(WHAT YOU SHOULD DO): The result should be every line that contains the word "UserApi", taken from the material.

═════ RECORDS SUPPLIED ═════

//! Error types for the user API client.
//!
//! # Design
//! `NotFound` gets a dedicated variant because callers frequently distinguish
//! "the user does not exist" from "the server returned an unexpected status".
//! All other unexpected statuses land in `Http` with the raw status and body.

use thiserror::Error;

/// Errors returned by `UserClient` and `UserApi`.
#[derive(Debug, Error)]
pub enum ClientError {
    /// The server returned 404.
    #[error("resource not found")]
    NotFound,

    /// The server returned a status other than the expected one or 404.
    #[error("HTTP {status}: {body}")]
    Http { status: u16, body: String },

    /// The response body could not be decoded into the contract's response.
    #[error("deserialization failed: {0}")]
    Deserialization(String),

    /// The merged request could not be serialized.
    #[error("serialization failed: {0}")]
    Serialization(String),

    /// The transport could not complete the round-trip.
    #[error("transport failed: {0}")]
    Transport(String),
}
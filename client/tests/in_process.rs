//! Drive the user API through `ClientContract` against the server router in
//! process, with no socket in between.

use axum::body::Body;
use axum::http::Request;
use axum::Router;
use contract_core::users::{
    CreateUserContract, DeleteUserContract, GetUserContract, ListUsersContract, PatchUserContract, User,
    UsernameParams,
};
use contract_core::{Absent, ClientContract, Merged};
use http_body_util::BodyExt;
use tower::ServiceExt;
use user_client::{ClientError, HttpMethod, HttpRequest, HttpResponse, Transport, UserApi};

/// Sends each request straight into a fresh clone of the router.
struct InProcess(Router);

impl Transport for InProcess {
    async fn execute(&self, request: HttpRequest) -> Result<HttpResponse, ClientError> {
        let mut builder = Request::builder().method(request.method.as_str()).uri(&request.path);
        for (name, value) in &request.headers {
            builder = builder.header(name, value);
        }
        let http_request = builder
            .body(Body::from(request.body.unwrap_or_default()))
            .map_err(|e| ClientError::Transport(e.to_string()))?;

        let response = self
            .0
            .clone()
            .oneshot(http_request)
            .await
            .map_err(|e| ClientError::Transport(e.to_string()))?;
        let status = response.status().as_u16();
        let bytes = response
            .into_body()
            .collect()
            .await
            .map_err(|e| ClientError::Transport(e.to_string()))?
            .to_bytes();

        Ok(HttpResponse {
            status,
            headers: Vec::new(),
            body: String::from_utf8_lossy(&bytes).into_owned(),
        })
    }
}

fn api() -> UserApi<InProcess> {
    UserApi::new("", InProcess(user_server::app()))
}

fn ada() -> User {
    User {
        username: "ada".to_string(),
        first_name: "Ada".to_string(),
        last_name: "Lovelace".to_string(),
    }
}

fn by_name(username: &str) -> UsernameParams {
    UsernameParams {
        username: username.to_string(),
    }
}

#[tokio::test]
async fn lifecycle_through_contracts() {
    let api = api();

    let users = ClientContract::<ListUsersContract>::call(&api, Merged::new(Absent, Absent))
        .await
        .unwrap();
    assert!(users.is_empty());

    let created = ClientContract::<CreateUserContract>::call(&api, Merged::new(Absent, ada()))
        .await
        .unwrap();
    assert_eq!(created, ada());

    let fetched = ClientContract::<GetUserContract>::call(&api, Merged::new(by_name("ada"), Absent))
        .await
        .unwrap();
    assert_eq!(fetched, created);

    let patched = ClientContract::<PatchUserContract>::call(
        &api,
        Merged::new(
            by_name("ada"),
            User {
                first_name: "Augusta".to_string(),
                ..ada()
            },
        ),
    )
    .await
    .unwrap();
    assert_eq!(patched.first_name, "Augusta");
    assert_eq!(patched.username, "ada");

    ClientContract::<DeleteUserContract>::call(&api, Merged::new(by_name("ada"), Absent))
        .await
        .unwrap();

    let err = ClientContract::<GetUserContract>::call(&api, Merged::new(by_name("ada"), Absent))
        .await
        .unwrap_err();
    assert!(matches!(err, ClientError::NotFound));
}

#[tokio::test]
async fn duplicate_create_is_an_http_error() {
    let api = api();
    ClientContract::<CreateUserContract>::call(&api, Merged::new(Absent, ada()))
        .await
        .unwrap();
    let err = ClientContract::<CreateUserContract>::call(&api, Merged::new(Absent, ada()))
        .await
        .unwrap_err();
    assert!(matches!(err, ClientError::Http { status: 409, .. }));
}

#[tokio::test]
async fn transport_sees_the_merged_patch_body() {
    let request = user_client::UserClient::new("")
        .build_patch_user(&Merged::new(by_name("ada"), ada()))
        .unwrap();
    assert_eq!(request.method, HttpMethod::Patch);
    assert_eq!(request.path, "/user/ada");
    let body: serde_json::Value = serde_json::from_str(request.body.as_deref().unwrap()).unwrap();
    assert_eq!(body, serde_json::to_value(ada()).unwrap());
}

#[tokio::test]
async fn usernames_with_reserved_characters_round_trip() {
    let api = api();

    for name in ["a b", "x/y", "q?z", "all of / them?"] {
        let user = User {
            username: name.to_string(),
            ..ada()
        };
        let created = ClientContract::<CreateUserContract>::call(&api, Merged::new(Absent, user.clone()))
            .await
            .unwrap();
        assert_eq!(created, user, "{name}: create");

        let fetched = ClientContract::<GetUserContract>::call(&api, Merged::new(by_name(name), Absent))
            .await
            .unwrap();
        assert_eq!(fetched, user, "{name}: get");

        let patched = ClientContract::<PatchUserContract>::call(
            &api,
            Merged::new(
                by_name(name),
                User {
                    last_name: "King".to_string(),
                    ..user.clone()
                },
            ),
        )
        .await
        .unwrap();
        assert_eq!(patched.last_name, "King", "{name}: patch");

        ClientContract::<DeleteUserContract>::call(&api, Merged::new(by_name(name), Absent))
            .await
            .unwrap();
        let err = ClientContract::<GetUserContract>::call(&api, Merged::new(by_name(name), Absent))
            .await
            .unwrap_err();
        assert!(matches!(err, ClientError::NotFound), "{name}: gone after delete");
    }
}
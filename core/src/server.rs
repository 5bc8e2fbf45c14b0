//! Server-handler shape derived from a contract.
//!
//! # Design
//! A handler receives the params and the body as two separate fields of an
//! [`ApiRequest`] and completes by calling the [`ApiResponse`] capability it
//! is handed. Capability methods consume `self`, so a handler cannot issue a
//! second terminal call (`send` or `send_status`); whether it issues one at
//! all is the host framework's concern.

use std::future::Future;

use crate::contract::Contract;

/// The request a handler for some contract receives.
#[derive(Debug, Clone, Default, PartialEq, Eq)]
pub struct ApiRequest<P, B> {
    pub params: P,
    pub body: B,
}

/// The [`ApiRequest`] derived from contract `C`.
pub type ApiRequestOf<C> = ApiRequest<<C as Contract>::RequestParams, <C as Contract>::RequestBody>;

/// Response-emitting capability for responses of type `B`.
///
/// ```
/// use contract_core::users::User;
/// use contract_core::ApiResponse;
///
/// fn reply<R: ApiResponse<User>>(response: R, user: User) {
///     response.status(200).send(user);
/// }
/// ```
///
/// Only `B` can be sent:
///
/// ```compile_fail
/// use contract_core::users::User;
/// use contract_core::ApiResponse;
///
/// fn reply<R: ApiResponse<User>>(response: R) {
///     response.status(200).send("ada".to_string());
/// }
/// ```
///
/// and only once:
///
/// ```compile_fail
/// use contract_core::users::User;
/// use contract_core::ApiResponse;
///
/// fn reply<R: ApiResponse<User>>(response: R, user: User) {
///     response.send_status(204);
///     response.send(user);
/// }
/// ```
pub trait ApiResponse<B>: Sized {
    /// Finish the response with `body`.
    fn send(self, body: B);

    /// Finish the response with only a status code.
    fn send_status(self, code: u16);

    /// Record a status code for the subsequent `send`.
    #[must_use = "a status alone does not finish the response"]
    fn status(self, code: u16) -> Self;
}

/// What the server side of `C` must look like.
///
/// ```
/// use contract_core::users::{PatchUserContract, User};
/// use contract_core::{ApiContract, ApiRequestOf, ApiResponse};
///
/// struct Patch;
///
/// impl ApiContract<PatchUserContract> for Patch {
///     async fn handle<R>(&self, request: ApiRequestOf<PatchUserContract>, response: R)
///     where
///         R: ApiResponse<User> + Send,
///     {
///         let mut user = request.body;
///         user.username = request.params.username;
///         response.send(user);
///     }
/// }
/// ```
///
/// A handler takes params and body apart, never the client's merged input:
///
/// ```compile_fail
/// use contract_core::users::{PatchUserContract, User, UsernameParams};
/// use contract_core::{ApiContract, ApiResponse, Merged};
///
/// struct Patch;
///
/// impl ApiContract<PatchUserContract> for Patch {
///     async fn handle<R>(&self, request: Merged<UsernameParams, User>, response: R)
///     where
///         R: ApiResponse<User> + Send,
///     {
///         response.send(request.body);
///     }
/// }
/// ```
///
/// and answers with the contract's response body:
///
/// ```compile_fail
/// use contract_core::users::{PatchUserContract, User};
/// use contract_core::{ApiContract, ApiRequestOf, ApiResponse};
///
/// struct Patch;
///
/// impl ApiContract<PatchUserContract> for Patch {
///     async fn handle<R>(&self, request: ApiRequestOf<PatchUserContract>, response: R)
///     where
///         R: ApiResponse<User> + Send,
///     {
///         response.send(request.params);
///     }
/// }
/// ```
pub trait ApiContract<C: Contract>: Send + Sync {
    fn handle<R>(&self, request: ApiRequestOf<C>, response: R) -> impl Future<Output = ()> + Send
    where
        R: ApiResponse<C::ResponseBody> + Send;
}
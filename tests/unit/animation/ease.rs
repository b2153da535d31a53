use super::*;

#[test]
fn endpoints_are_stable() {
    for ease in [Ease::Linear, Ease::OutCubic] {
        assert_eq!(ease.apply(0.0), 0.0);
        assert_eq!(ease.apply(1.0), 1.0);
        assert_eq!(ease.apply(-3.0), 0.0);
        assert_eq!(ease.apply(3.0), 1.0);
    }
}

#[test]
fn out_cubic_decelerates() {
    let a = Ease::OutCubic.apply(0.25);
    let b = Ease::OutCubic.apply(0.5);
    let c = Ease::OutCubic.apply(0.75);
    assert!(a < b && b < c);
    assert!(a - 0.0 > c - b);
    assert_eq!(b, 0.875);
}

#[test]
fn lerp_follows_curve() {
    assert_eq!(Ease::OutCubic.lerp(592.0, 432.0, 0.0), 592.0);
    assert_eq!(Ease::OutCubic.lerp(592.0, 432.0, 1.0), 432.0);
    assert_eq!(Ease::Linear.lerp(0.0, 10.0, 0.5), 5.0);
}
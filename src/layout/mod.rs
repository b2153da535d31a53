//! Mixed text/glyph line layout.

/// Cursor-driven layout and compositing of text with inline glyph bitmaps.
pub mod compositor;
use std::fs::File;
use std::io::BufReader;
use std::path::{Path, PathBuf};
use std::time::Duration;

use crate::foundation::core::{Canvas, Fps, Rgba8};
use crate::foundation::error::{StickerError, StickerResult};
use crate::glyph::provider::CODEPOINTS_PLACEHOLDER;

/// Default glyph address: the 72x72 PNG Twemoji set.
pub const DEFAULT_GLYPH_URL_TEMPLATE: &str =
    "https://cdn.jsdelivr.net/gh/twitter/twemoji@14.0.2/assets/72x72/{codepoints}.png";

/// Default clip length and rate for animated jobs.
#[derive(Clone, Copy, Debug, PartialEq, serde::Serialize, serde::Deserialize)]
#[serde(default)]
pub struct VideoDefaults {
    /// Clip length in seconds.
    pub duration_secs: f64,
    /// Frames per second.
    pub fps: u32,
}

impl Default for VideoDefaults {
    fn default() -> Self {
        Self {
            duration_secs: 3.0,
            fps: 15,
        }
    }
}

/// Quality budget for the looping sticker re-encode.
#[derive(Clone, Copy, Debug, PartialEq, serde::Serialize, serde::Deserialize)]
#[serde(default)]
pub struct StickerQuality {
    /// Lossy quality, `0..=100`; lower gives smaller files.
    pub quality: u8,
    /// Stickers are clipped to this many seconds.
    pub max_duration_secs: f64,
}

impl Default for StickerQuality {
    fn default() -> Self {
        Self {
            quality: 50,
            max_duration_secs: 3.0,
        }
    }
}

/// Settings for a [`crate::Studio`].
///
/// Every field has a default, so a JSON file only needs the keys it changes.
#[derive(Clone, Debug, PartialEq, serde::Serialize, serde::Deserialize)]
#[serde(default)]
pub struct StudioConfig {
    /// Directory every artifact and intermediate file is written to.
    pub out_dir: PathBuf,
    /// Edge length of the square canvas.
    pub canvas_size: u32,
    /// Background sources: local paths or `http(s)://` URLs.
    pub background_pool: Vec<String>,
    /// Font file for textual graphemes; `None` uses the bundled bold sans.
    pub font_path: Option<PathBuf>,
    /// Font size in pixels.
    pub font_size_px: f32,
    /// Distance between line centers.
    pub line_height_px: f64,
    /// Text and filler color, `#rrggbb` or `#rrggbbaa`.
    pub text_color: String,
    /// Glyph address with a `{codepoints}` placeholder.
    pub glyph_url_template: String,
    /// Separator between hex code points in a glyph key.
    pub glyph_separator: String,
    /// In-memory glyph cache entries; `0` fetches every glyph occurrence.
    pub glyph_cache_capacity: usize,
    /// Timeout for each glyph or background download.
    pub http_timeout_ms: u64,
    /// Animated job defaults.
    pub video: VideoDefaults,
    /// Sticker re-encode settings.
    pub sticker: StickerQuality,
    /// Encoder executable.
    pub ffmpeg_path: PathBuf,
}

impl Default for StudioConfig {
    fn default() -> Self {
        Self {
            out_dir: PathBuf::from("temp_stickers"),
            canvas_size: 512,
            background_pool: Vec::new(),
            font_path: None,
            font_size_px: 40.0,
            line_height_px: 48.0,
            text_color: "#ffffff".to_string(),
            glyph_url_template: DEFAULT_GLYPH_URL_TEMPLATE.to_string(),
            glyph_separator: "-".to_string(),
            glyph_cache_capacity: 0,
            http_timeout_ms: 10_000,
            video: VideoDefaults::default(),
            sticker: StickerQuality::default(),
            ffmpeg_path: PathBuf::from("ffmpeg"),
        }
    }
}

impl StudioConfig {
    /// Parse a config from a JSON reader.
    pub fn from_reader<R: std::io::Read>(r: R) -> StickerResult<Self> {
        serde_json::from_reader(r)
            .map_err(|e| StickerError::validation(format!("parse config JSON: {e}")))
    }

    /// Parse a config from a JSON file on disk.
    pub fn from_path(path: impl AsRef<Path>) -> StickerResult<Self> {
        let path = path.as_ref();
        let f = File::open(path).map_err(|e| {
            StickerError::validation(format!("open config JSON '{}': {e}", path.display()))
        })?;
        Self::from_reader(BufReader::new(f))
    }

    /// Check every field a render job depends on.
    pub fn validate(&self) -> StickerResult<()> {
        if self.canvas_size == 0 || !self.canvas_size.is_multiple_of(2) {
            return Err(StickerError::validation(
                "canvas_size must be even and > 0 (required for yuv420p output)",
            ));
        }
        if self.canvas_size > u32::from(u16::MAX) {
            return Err(StickerError::validation("canvas_size exceeds 65535"));
        }
        if !self.font_size_px.is_finite() || self.font_size_px <= 0.0 {
            return Err(StickerError::validation(
                "font_size_px must be finite and > 0",
            ));
        }
        if !self.line_height_px.is_finite() || self.line_height_px <= 0.0 {
            return Err(StickerError::validation(
                "line_height_px must be finite and > 0",
            ));
        }
        Rgba8::from_hex(&self.text_color)?;
        if !self.glyph_url_template.contains(CODEPOINTS_PLACEHOLDER) {
            return Err(StickerError::validation(format!(
                "glyph_url_template must contain '{CODEPOINTS_PLACEHOLDER}'"
            )));
        }
        validate_duration(self.video.duration_secs, "video.duration_secs")?;
        Fps::whole(self.video.fps)?;
        if self.sticker.quality > 100 {
            return Err(StickerError::validation("sticker.quality must be in 0..=100"));
        }
        if !self.sticker.max_duration_secs.is_finite() || self.sticker.max_duration_secs <= 0.0 {
            return Err(StickerError::validation(
                "sticker.max_duration_secs must be finite and > 0",
            ));
        }
        Ok(())
    }

    /// Square canvas at `canvas_size`.
    pub fn canvas(&self) -> Canvas {
        Canvas::square(self.canvas_size)
    }

    /// Per-request HTTP timeout.
    pub fn http_timeout(&self) -> Duration {
        Duration::from_millis(self.http_timeout_ms)
    }
}

/// Reject a negative or non-finite clip duration.
pub fn validate_duration(secs: f64, what: &str) -> StickerResult<()> {
    if !secs.is_finite() || secs < 0.0 {
        return Err(StickerError::validation(format!(
            "{what} must be finite and >= 0"
        )));
    }
    Ok(())
}

#[cfg(test)]
#[path = "../tests/unit/config/config.rs"]
mod tests;
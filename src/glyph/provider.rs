use std::io::Read as _;
use std::time::Duration;

use ureq::Agent;
use ureq::tls::{RootCerts, TlsConfig, TlsProvider};

use crate::assets::decode::{DecodedImage, decode_image};
use crate::foundation::error::{StickerError, StickerResult};

/// Resolved bitmap for one pictographic grapheme.
pub type GlyphImage = DecodedImage;

/// Placeholder substituted with the hex code point string in address templates.
pub const CODEPOINTS_PLACEHOLDER: &str = "{codepoints}";

/// Lower-case hex code points of a grapheme joined by a separator, e.g. `1f44d-1f3fd`.
#[derive(Clone, Debug, PartialEq, Eq, Hash)]
pub struct GlyphKey(String);

impl GlyphKey {
    /// Encode every scalar of `grapheme`, variation selectors and joiners included.
    pub fn from_grapheme(grapheme: &str, separator: &str) -> Self {
        let parts: Vec<String> = grapheme
            .chars()
            .map(|c| format!("{:x}", u32::from(c)))
            .collect();
        Self(parts.join(separator))
    }

    /// Borrow the encoded form.
    pub fn as_str(&self) -> &str {
        &self.0
    }
}

impl std::fmt::Display for GlyphKey {
    fn fmt(&self, f: &mut std::fmt::Formatter<'_>) -> std::fmt::Result {
        f.write_str(&self.0)
    }
}

/// Source of bitmaps for pictographic graphemes.
///
/// Failures are reported as [`StickerError::Fetch`]; the compositor substitutes a filler box and
/// never propagates them.
pub trait GlyphProvider: Send + Sync {
    /// Fetch and decode the bitmap for `key`.
    fn fetch(&self, key: &GlyphKey) -> StickerResult<GlyphImage>;
}

/// Build a blocking HTTP agent backed by the platform TLS stack.
pub fn http_agent(timeout: Duration) -> Agent {
    let tls_config = TlsConfig::builder()
        .provider(TlsProvider::NativeTls)
        .root_certs(RootCerts::PlatformVerifier)
        .build();

    Agent::config_builder()
        .tls_config(tls_config)
        .timeout_global(Some(timeout))
        .build()
        .into()
}

/// GET `url` and return the body bytes.
pub(crate) fn http_get_bytes(agent: &Agent, url: &str) -> Result<Vec<u8>, String> {
    let mut body = agent
        .get(url)
        .header("User-Agent", "stickerforge")
        .call()
        .map_err(|e| format!("GET {url} failed: {e}"))?
        .into_body();

    let mut bytes = Vec::new();
    body.as_reader()
        .read_to_end(&mut bytes)
        .map_err(|e| format!("reading {url} failed: {e}"))?;
    Ok(bytes)
}

/// Fetches glyph images from a templated HTTP(S) address, one GET per call.
pub struct RemoteGlyphProvider {
    agent: Agent,
    template: String,
}

impl RemoteGlyphProvider {
    /// Create a provider over `template`, which must contain [`CODEPOINTS_PLACEHOLDER`].
    pub fn new(agent: Agent, template: impl Into<String>) -> StickerResult<Self> {
        let template = template.into();
        if !template.contains(CODEPOINTS_PLACEHOLDER) {
            return Err(StickerError::validation(format!(
                "glyph url template '{template}' lacks {CODEPOINTS_PLACEHOLDER}"
            )));
        }
        Ok(Self { agent, template })
    }

    /// Address for `key`.
    pub fn url_for(&self, key: &GlyphKey) -> String {
        self.template.replace(CODEPOINTS_PLACEHOLDER, key.as_str())
    }
}

impl GlyphProvider for RemoteGlyphProvider {
    fn fetch(&self, key: &GlyphKey) -> StickerResult<GlyphImage> {
        let url = self.url_for(key);
        let bytes = http_get_bytes(&self.agent, &url).map_err(StickerError::fetch)?;
        decode_image(&bytes)
            .map_err(|e| StickerError::fetch(format!("decode glyph '{key}' from {url}: {e}")))
    }
}

#[cfg(test)]
#[path = "../../tests/unit/glyph/provider.rs"]
mod tests;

═════

(TASK RESULT):
/// Errors returned by `UserClient` and `UserApi`.
use user_client::{ClientError, HttpMethod, HttpRequest, HttpResponse, Transport, UserApi};
fn api() -> UserApi<InProcess> {
    UserApi::new("", InProcess(user_server::app()))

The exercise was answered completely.